Note: Primary schools include junior basic schools; middle schools, high schools and higher secondary schools include madrasahs; technical schools include junior technical schools, junior government polytechnics, industrial technical institutes, industrial training centres, nursing training institutes etc.; technical and professional colleges include engineering colleges, medical colleges, para-medical institutes, management colleges, teachers training and nursing training colleges, law colleges, art colleges, music colleges etc.
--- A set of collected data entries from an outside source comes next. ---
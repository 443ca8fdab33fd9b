use clap::Parser;
use tracing::info;
use wikidata_fetcher::cli::{Cli, CliHandler};
use wikidata_fetcher::{initialize_logging, FetcherConfig};

#[tokio::main]
async fn main() -> anyhow::Result<()> {
    let cli = Cli::parse();

    // Load configuration, then fold in command-line overrides
    let mut config = match cli.config.as_deref() {
        Some(path) => FetcherConfig::load(Some(path))?,
        None => FetcherConfig::from_env()?,
    };
    cli.command.apply_overrides(&mut config);
    config.validate()?;

    initialize_logging(&config.logging)?;
    info!("Starting career fetcher v{}", env!("CARGO_PKG_VERSION"));

    let handler = CliHandler::new(config)?;
    handler.handle_command(cli.command).await
}
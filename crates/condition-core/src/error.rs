//! Error taxonomy for condition evaluation.
//!
//! Every failed evaluation surfaces exactly one of these kinds to the host
//! engine; nothing is retried or swallowed inside the library. Whether a
//! failed predicate counts as "condition is false" or aborts script
//! evaluation is the host's policy, not decided here.

/// Severity level of an error, used for categorization and recovery
/// strategies by the host engine.
#[derive(Clone, Copy, Debug, PartialEq, Eq, Hash)]
#[cfg_attr(feature = "serde", derive(serde::Serialize, serde::Deserialize))]
pub enum ErrorSeverity {
    /// May succeed on a later evaluation without changing the rule.
    ///
    /// Example: actor not yet spawned into the registry.
    Recoverable,

    /// Invalid input; re-evaluating the same rule cannot succeed.
    ///
    /// Examples: malformed quantity token, unrecognized operator.
    Validation,
}

impl ErrorSeverity {
    /// Returns a human-readable description of this severity level.
    pub const fn as_str(&self) -> &'static str {
        match self {
            Self::Recoverable => "recoverable",
            Self::Validation => "validation",
        }
    }

    /// Returns true if this error is potentially recoverable.
    pub const fn is_recoverable(&self) -> bool {
        matches!(self, Self::Recoverable)
    }
}

/// Errors that can occur while evaluating an inventory condition.
#[derive(Clone, Debug, PartialEq, Eq, thiserror::Error)]
pub enum ConditionError {
    /// A mandatory positional parameter was absent or empty.
    #[error("missing required parameter '{0}'")]
    MissingParameter(&'static str),

    /// The operator token is not in the recognized operator set.
    #[error("unrecognized comparison operator '{0}'")]
    UnknownOperator(String),

    /// The quantity token did not parse as a non-negative integer.
    #[error("invalid quantity token '{0}' (expected a non-negative integer)")]
    InvalidQuantity(String),

    /// The actor reference named neither the player nor any known NPC.
    #[error("actor '{0}' not found in registry")]
    ActorNotFound(String),
}

impl ConditionError {
    /// Returns the severity level of this error.
    ///
    /// Malformed parameters are caller contract violations; an unknown actor
    /// may become resolvable as game state changes (e.g., an NPC spawns).
    pub const fn severity(&self) -> ErrorSeverity {
        match self {
            Self::MissingParameter(_) | Self::UnknownOperator(_) | Self::InvalidQuantity(_) => {
                ErrorSeverity::Validation
            }
            Self::ActorNotFound(_) => ErrorSeverity::Recoverable,
        }
    }

    /// Returns a static string identifier for this error variant.
    ///
    /// Useful for error categorization, metrics, and testing.
    pub const fn error_code(&self) -> &'static str {
        match self {
            Self::MissingParameter(_) => "CONDITION_MISSING_PARAMETER",
            Self::UnknownOperator(_) => "CONDITION_UNKNOWN_OPERATOR",
            Self::InvalidQuantity(_) => "CONDITION_INVALID_QUANTITY",
            Self::ActorNotFound(_) => "CONDITION_ACTOR_NOT_FOUND",
        }
    }
}
//! Parameter parsing for inventory checks.
//!
//! Script rules supply an ordered token list:
//!
//! ```text
//! [actor_ref, item_id, operator?, quantity?]
//! ```
//!
//! The first two positions are mandatory; the optional tail is replaced by
//! explicit named defaults on [`CheckRequest`] rather than by out-of-range
//! index fallback.

use crate::error::ConditionError;
use crate::operator::CompareOp;

/// A fully validated inventory check, ready for evaluation.
#[derive(Clone, Debug, PartialEq, Eq)]
#[cfg_attr(feature = "serde", derive(serde::Serialize, serde::Deserialize))]
pub struct CheckRequest {
    /// Reference to the inventory owner: `"player"` or an NPC slug.
    pub actor_ref: String,
    /// Item identifier to look up, e.g. `"item_cherry"`.
    pub item_id: String,
    /// Comparison to apply; defaults to [`CompareOp::GreaterThan`].
    pub op: CompareOp,
    /// Threshold quantity; defaults to [`CheckRequest::DEFAULT_QUANTITY`].
    pub quantity: u32,
}

impl CheckRequest {
    /// Threshold used when the quantity token is absent.
    ///
    /// Combined with the default operator this makes a bare
    /// `[actor, item]` rule mean "holds at least one of the item".
    pub const DEFAULT_QUANTITY: u32 = 0;

    /// Creates a request with explicit defaults for operator and quantity.
    pub fn new(actor_ref: impl Into<String>, item_id: impl Into<String>) -> Self {
        Self {
            actor_ref: actor_ref.into(),
            item_id: item_id.into(),
            op: CompareOp::default(),
            quantity: Self::DEFAULT_QUANTITY,
        }
    }

    /// Sets the comparison operator (builder pattern).
    #[must_use]
    pub fn with_op(mut self, op: CompareOp) -> Self {
        self.op = op;
        self
    }

    /// Sets the threshold quantity (builder pattern).
    #[must_use]
    pub fn with_quantity(mut self, quantity: u32) -> Self {
        self.quantity = quantity;
        self
    }

    /// Parses the raw positional tokens of a script rule.
    ///
    /// - Positions 0 and 1 (`actor_ref`, `item_id`) are mandatory and must be
    ///   non-empty, else [`ConditionError::MissingParameter`].
    /// - Position 2, if present and non-empty, must be a recognized operator
    ///   token, else [`ConditionError::UnknownOperator`]. An empty token is
    ///   treated as absent.
    /// - Position 3, if present, must parse as a non-negative integer, else
    ///   [`ConditionError::InvalidQuantity`]. Zero is always valid.
    /// - Tokens beyond position 3 are ignored.
    pub fn parse(tokens: &[&str]) -> Result<Self, ConditionError> {
        let actor_ref = match tokens.first() {
            Some(token) if !token.is_empty() => (*token).to_string(),
            _ => return Err(ConditionError::MissingParameter("actor_ref")),
        };
        let item_id = match tokens.get(1) {
            Some(token) if !token.is_empty() => (*token).to_string(),
            _ => return Err(ConditionError::MissingParameter("item_id")),
        };

        let op = match tokens.get(2) {
            None => CompareOp::default(),
            Some(token) if token.is_empty() => CompareOp::default(),
            Some(token) => token
                .parse()
                .map_err(|_| ConditionError::UnknownOperator((*token).to_string()))?,
        };

        let quantity = match tokens.get(3) {
            None => Self::DEFAULT_QUANTITY,
            Some(token) => parse_quantity(token)?,
        };

        Ok(Self {
            actor_ref,
            item_id,
            op,
            quantity,
        })
    }
}

/// Parses a threshold token as a non-negative integer.
///
/// Negative values are reported as [`ConditionError::InvalidQuantity`] rather
/// than as an overflow artifact, so the token is parsed through `i64` first.
fn parse_quantity(token: &str) -> Result<u32, ConditionError> {
    let value: i64 = token
        .parse()
        .map_err(|_| ConditionError::InvalidQuantity(token.to_string()))?;
    u32::try_from(value).map_err(|_| ConditionError::InvalidQuantity(token.to_string()))
}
Special and non-formal education centres include sishu siksha kendras, madhyamik siksha kendras, centres of Rabindra mukta vidyalaya, recognised Sanskrit tols, institutions for the blind and other handicapped persons, Anganwadi centres, reformatory schools etc.

===Educational institutions===
The following institution in located in Mirik subdivision:

==Healthcare==
The table below (all data in numbers) presents an overview of the medical facilities available and patients treated in the hospitals, health centres and sub-centres in 2013 in Darjeeling district, with data for the year 2012–13.:

| Subdivision | Health & Family Welfare Deptt, WB |  |  |  | Other State Govt Deptts | Local bodies | Central Govt Deptts / PSUs | NGO / Private Nursing Homes | Total | Total Number of Beds | Total Number of Doctors* | Indoor Patients | Outdoor Patients |
| Hospitals | Rural Hospitals | Block Primary Health Centres | Primary Health Centres |
| Darjeeling Sadar | 3 | 2 | 1 | 6 | 1 | - | - | 3 | 16 | 729 | 32 | 22,584 | 149,465 |
| Kurseong | 4 | 1 | - | 3 | - | - | 1 | - | 9 | 554 | 22 | 9,097 | 132,488 |
| Mirik | - | 1 | 0 | 3 | - | - | - | - | 4 | 42 | 44 | 2,354 | 57,243 |
| Siliguri | 3 | 3 | 1 | 4 | 1 | - | 4 | 47 | 63 | 1,146 | 168 | 133,086 | 1,738,671 |
| Darjeeling district | 10 | 7 | 2 | 16 | 2 | - | 5 | 50 | 92 | 2,471 | 266 | 167,121 | 1,738.671 |

.* Excluding nursing homes.

===Medical facilities===
Medical facilities in Mirik subdivision are as follows:

Rural Hospitals: (Name, CD block, location, beds)
- Mirik Rural Hospital, Mirik CD block, Mirik, 30 beds

Primary Health Centres : (CD block-wise)(CD block, PHC location, beds)
- Mirik CD block: Sourani Bustee (10), Duptin (PO Mirik) (2), Panighatta (OPD only)

==Legislative segments==
As per order of the Delimitation Commission in respect of the delimitation of constituencies in West Bengal, the whole area under this subdivision, viz. Mirik block and Mirik municipality/notified area is part of the Kurseong assembly constituency of West Bengal. This constituency is an assembly segment of Darjeeling Lok Sabha constituency.